Within months, 584 devices were in the hands of farming families, each shared among four smallholder farmers at a time. Thousands of farmers—2,336 every month—were suddenly receiving real-time updates in 17 local languages about soil nutrients, pests, diseases and weather risks. Over a year, that reach rises to 28,032 farmers—a scale unthinkable before COP16.

But Gichanga was not done.

One of her most strategic moves was creating 30 demonstration farms in Makueni, Embu and Kirinyaga. These were not symbolic pilot sites—they became community classrooms. On any given week, you could find dozens or even hundreds of farmers gathered under a tree or beside a greenhouse, learning how to manage pests sustainably, test soil health quickly, use fertilizers more efficiently or understand market prices.

Maryanne Gichanga showing on her phone to farmers

Photo credit: UNCCD/G20 Global Land Initiative

Over time, these fields blossomed into learning hubs that trained 15,270 farmers. More than half of them, 57 percent, were women. Women who often carry the heaviest burden of land degradation, and yet have the least access to technical support.

As the upgraded IoT device came into use — now able to identify 300 pests and 290 crop diseases, and to run soil diagnostics in under two minutes — farmers began reporting changes that were nothing short of life-altering.

Maryanne Gichanga setting up solar panel at farm

Photo credit: UNCCD/G20 Global Land Initiative

In Makueni, a maize farmer named James Mutua shared how a simple early alert saved his season’s crop. The device warned him about the threat of a fall armyworm before he even noticed the first signs. He treated his field early and harvested 22 bags of maize instead of 13, raising his earnings from $243 to $420.

In Kirinyaga, Grace Wanjiku, a tomato farmer, saw her yields surge from 18 crates to 29. With the extra earnings, she repaired her greenhouse and paid school fees for her son. Her training on precise fertilizer use saved her over KES 5,500 ($43), and for the first time, she said, “I feel like I’m farming with my eyes open.”

Across counties, similar stories emerged: yields rising by 66 percent, input costs dropping by 61 percent and average profitability soaring by 155 percent.
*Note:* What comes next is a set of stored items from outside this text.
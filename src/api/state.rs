//! Application state for shared services

use std::sync::Arc;

use crate::domain::cache::MappingCache;
use crate::domain::upstream::MappingProvider;
use crate::infrastructure::services::{BatchResolver, CacheAdminService};

/// Services shared by every handler
#[derive(Debug, Clone)]
pub struct AppState {
    pub resolver: Arc<BatchResolver>,
    pub cache_admin: Arc<CacheAdminService>,
}

impl AppState {
    pub fn new(resolver: BatchResolver, cache_admin: CacheAdminService) -> Self {
        Self {
            resolver: Arc::new(resolver),
            cache_admin: Arc::new(cache_admin),
        }
    }

    /// Builds the state around one cache and provider with default resolver settings
    pub fn from_parts(cache: Arc<dyn MappingCache>, provider: Arc<dyn MappingProvider>) -> Self {
        Self::new(
            BatchResolver::new(cache.clone(), provider),
            CacheAdminService::new(cache),
        )
    }
}
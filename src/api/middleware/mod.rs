//! API middleware components

pub mod metrics;

pub use metrics::metrics_middleware;
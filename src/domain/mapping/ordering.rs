//! Output ordering policies for batch assembly

use clap::ValueEnum;
use serde::Deserialize;

/// How hits and resolved misses are laid out in a batch response
#[derive(Debug, Clone, Copy, PartialEq, Eq, Default, Deserialize, ValueEnum)]
#[serde(rename_all = "snake_case")]
#[value(rename_all = "snake_case")]
pub enum OrderingPolicy {
    /// Slot `i` of the output answers request `i`; unresolved slots stay in place
    #[default]
    Positional,
    /// Cache hits first (input order), then resolved misses (miss order);
    /// unresolved misses are dropped. Reproduces the legacy response layout.
    #[value(alias = "legacy")]
    HitsFirst,
}

impl std::fmt::Display for OrderingPolicy {
    fn fmt(&self, f: &mut std::fmt::Formatter<'_>) -> std::fmt::Result {
        match self {
            OrderingPolicy::Positional => write!(f, "positional"),
            OrderingPolicy::HitsFirst => write!(f, "hits_first"),
        }
    }
}
//! Observability infrastructure - Prometheus metrics

mod metrics;

pub use metrics::{
    create_metrics_router, init_metrics, record_batch, record_http_request, record_upstream_call,
    PrometheusMetrics,
};
//! Archive domain - durable record of mappings resolved from upstream

mod record;
mod repository;

pub use record::{flatten_mapping, ArchivedMapping};
pub use repository::MappingArchive;

#[cfg(test)]
pub use repository::MockMappingArchive;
These are not just percentages — they represent repaired greenhouses, school fees paid, loans repaid, harvests secured and livelihoods restored.
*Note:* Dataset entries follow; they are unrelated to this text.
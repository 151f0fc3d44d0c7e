//! In-memory mapping archive

use std::sync::RwLock;

use async_trait::async_trait;

use crate::domain::archive::{ArchivedMapping, MappingArchive};
use crate::domain::DomainError;

/// Thread-safe in-memory archive
///
/// Useful for testing and development. Records are lost when the process terminates.
#[derive(Debug, Default)]
pub struct InMemoryMappingArchive {
    records: RwLock<Vec<ArchivedMapping>>,
}

impl InMemoryMappingArchive {
    pub fn new() -> Self {
        Self::default()
    }

    /// Number of records currently held
    pub fn len(&self) -> usize {
        self.records.read().map(|records| records.len()).unwrap_or(0)
    }

    pub fn is_empty(&self) -> bool {
        self.len() == 0
    }
}

#[async_trait]
impl MappingArchive for InMemoryMappingArchive {
    async fn store(&self, records: Vec<ArchivedMapping>) -> Result<usize, DomainError> {
        let mut stored = self.records.write().map_err(|e| {
            DomainError::storage(format!("Failed to acquire write lock: {}", e))
        })?;

        let count = records.len();
        for record in records {
            // Same lookup and FIGI replaces the earlier record
            stored.retain(|existing| !(existing.id == record.id && existing.figi == record.figi));
            stored.push(record);
        }

        Ok(count)
    }

    async fn find_by_id(&self, id: &str) -> Result<Vec<ArchivedMapping>, DomainError> {
        let stored = self.records.read().map_err(|e| {
            DomainError::storage(format!("Failed to acquire read lock: {}", e))
        })?;

        Ok(stored.iter().filter(|record| record.id == id).cloned().collect())
    }
}
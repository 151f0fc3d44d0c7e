//! FIGI mapping cache
//!
//! Resolves batches of security identifier lookups against the OpenFIGI
//! mapping API through a shared cache (cache-aside):
//! - One bulk cache read per batch, one upstream call for all misses
//! - Redis in production, in-memory store for local runs
//! - HTTP API, serverless gateway envelope and CLI entry points
//! - Optional archive of resolved mappings in PostgreSQL

pub mod api;
pub mod cli;
pub mod config;
pub mod domain;
pub mod infrastructure;

pub use config::AppConfig;

use std::sync::Arc;

use api::state::AppState;
use domain::cache::MappingCache;
use domain::DomainError;
use infrastructure::archive::ArchiveFactory;
use infrastructure::cache::CacheFactory;
use infrastructure::services::{BatchResolver, CacheAdminService};
use infrastructure::upstream::{OpenFigiClient, OpenFigiConfig};
use tracing::info;

/// Connects the configured mapping cache
pub async fn create_cache(config: &AppConfig) -> Result<Arc<dyn MappingCache>, DomainError> {
    CacheFactory::create(&config.cache).await
}

/// Builds the batch resolver on top of an existing cache
///
/// Fails with a configuration error when no API key is set.
pub async fn create_resolver(
    config: &AppConfig,
    cache: Arc<dyn MappingCache>,
) -> Result<BatchResolver, DomainError> {
    let client = OpenFigiClient::new(OpenFigiConfig::from_settings(&config.upstream)?)?;

    let mut resolver =
        BatchResolver::new(cache, Arc::new(client)).with_ordering(config.resolver.ordering);

    if let Some(archive) = ArchiveFactory::create(&config.archive).await? {
        resolver = resolver.with_archive(archive);
    }

    info!(
        ordering = %resolver.ordering(),
        upstream = %config.upstream.url,
        "Batch resolver ready"
    );

    Ok(resolver)
}

/// Create the application state with all services initialized
///
/// The API key is checked before the cache is connected.
pub async fn create_app_state(config: &AppConfig) -> anyhow::Result<AppState> {
    config.upstream.require_api_key()?;

    let cache = create_cache(config).await?;
    let resolver = create_resolver(config, cache.clone()).await?;

    Ok(AppState::new(resolver, CacheAdminService::new(cache)))
}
The InTent award not only transformed farming practices. It created livelihoods; 5 new full-time staff at AgriTech Analytics, 165 distribution agents and 1,692 young people taking part in the Crop Yield Aggregation Program. The project mobilized youth at every stage, from device distribution, training and field support, to data collection, bringing a new generation into the heart of Kenya’s restoration economy.

Maryanne’s leadership soon attracted national attention. Following the COP16 win, AgriTech Analytics was invited to speak at five national innovation forums. County governments reached out to explore collaboration. The Government of Kenya recognized her Crop Yield Prediction Tool for its potential to help youth and women farmers qualify for agricultural loans, an enormous step toward inclusive financing.
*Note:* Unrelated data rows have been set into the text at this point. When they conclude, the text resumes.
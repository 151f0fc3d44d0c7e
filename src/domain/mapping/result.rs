//! Mapping results and per-slot resolution outcomes

use std::fmt;

use serde::{Deserialize, Serialize, Serializer};
use serde_json::Value;

/// Whatever the mapping API returned for one lookup
///
/// Typically `{"data": [...]}` or `{"error": "..."}`; never inspected by the
/// resolver, only stored and returned.
#[derive(Debug, Clone, PartialEq, Serialize, Deserialize)]
#[serde(transparent)]
pub struct MappingResult(Value);

impl MappingResult {
    pub fn new(value: Value) -> Self {
        Self(value)
    }

    pub fn as_value(&self) -> &Value {
        &self.0
    }
}

impl From<Value> for MappingResult {
    fn from(value: Value) -> Self {
        Self(value)
    }
}

/// Why a batch slot could not be resolved
#[derive(Debug, Clone, PartialEq, Eq)]
pub enum UnresolvedReason {
    /// The mapping API call failed (non-success status or transport error)
    UpstreamFailure(String),
    /// The mapping API answered but returned no result for this position
    Omitted,
}

impl fmt::Display for UnresolvedReason {
    fn fmt(&self, f: &mut fmt::Formatter<'_>) -> fmt::Result {
        match self {
            UnresolvedReason::UpstreamFailure(message) => {
                write!(f, "upstream failure: {}", message)
            }
            UnresolvedReason::Omitted => write!(f, "omitted by upstream"),
        }
    }
}

/// Outcome for one slot of a batch
///
/// Serializes as the mapping result itself, or `null` when unresolved.
#[derive(Debug, Clone, PartialEq)]
pub enum Resolution {
    Resolved(MappingResult),
    Unresolved(UnresolvedReason),
}

impl Resolution {
    pub fn is_resolved(&self) -> bool {
        matches!(self, Resolution::Resolved(_))
    }

    pub fn result(&self) -> Option<&MappingResult> {
        match self {
            Resolution::Resolved(result) => Some(result),
            Resolution::Unresolved(_) => None,
        }
    }
}

impl Serialize for Resolution {
    fn serialize<S>(&self, serializer: S) -> Result<S::Ok, S::Error>
    where
        S: Serializer,
    {
        match self {
            Resolution::Resolved(result) => result.serialize(serializer),
            Resolution::Unresolved(_) => serializer.serialize_none(),
        }
    }
}

/// Result of resolving one batch
#[derive(Debug, Clone, PartialEq)]
pub struct BatchOutcome {
    pub items: Vec<Resolution>,
    /// Number of slots served from the cache
    pub hits: usize,
    /// Number of slots that were not in the cache
    pub misses: usize,
    /// Whether the mapping API was called for this batch
    pub upstream_called: bool,
}

impl BatchOutcome {
    pub fn empty() -> Self {
        Self {
            items: Vec::new(),
            hits: 0,
            misses: 0,
            upstream_called: false,
        }
    }

    pub fn unresolved_count(&self) -> usize {
        self.items.iter().filter(|item| !item.is_resolved()).count()
    }
}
Through it all, Maryanne stayed grounded in the same mission she began with: using technology to restore soils, increase productivity and empower farmers.

“Thanks to the UNCCD Land of Opportunities and the InTent grant, we’ve shown that technology, combined with training and strong local partnerships, can empower smallholder farmers to combat and reverse soil degradation, crop pests and diseases for higher yields, and restore soil health across Kenya’s drylands.”
 Maryanne Gichanga, Founder & CEO, AgriTech Analytics

Maryanne embodies the potential of a restoration economy powered by youth. Her work bridges technology and tradition, scaling modern tools while honoring community learning systems. It proves that land restoration is not abstract—it is measurable, it is economic and it is deeply human.

From YECO 2024 to COP16, she has shown what can happen when global platforms open their doors to young leaders. Farmers earn more. Soils recover. Innovation spreads, and rural economies grow.

Her story is not just hers. It is a blueprint for what youth-led land restoration can achieve everywhere.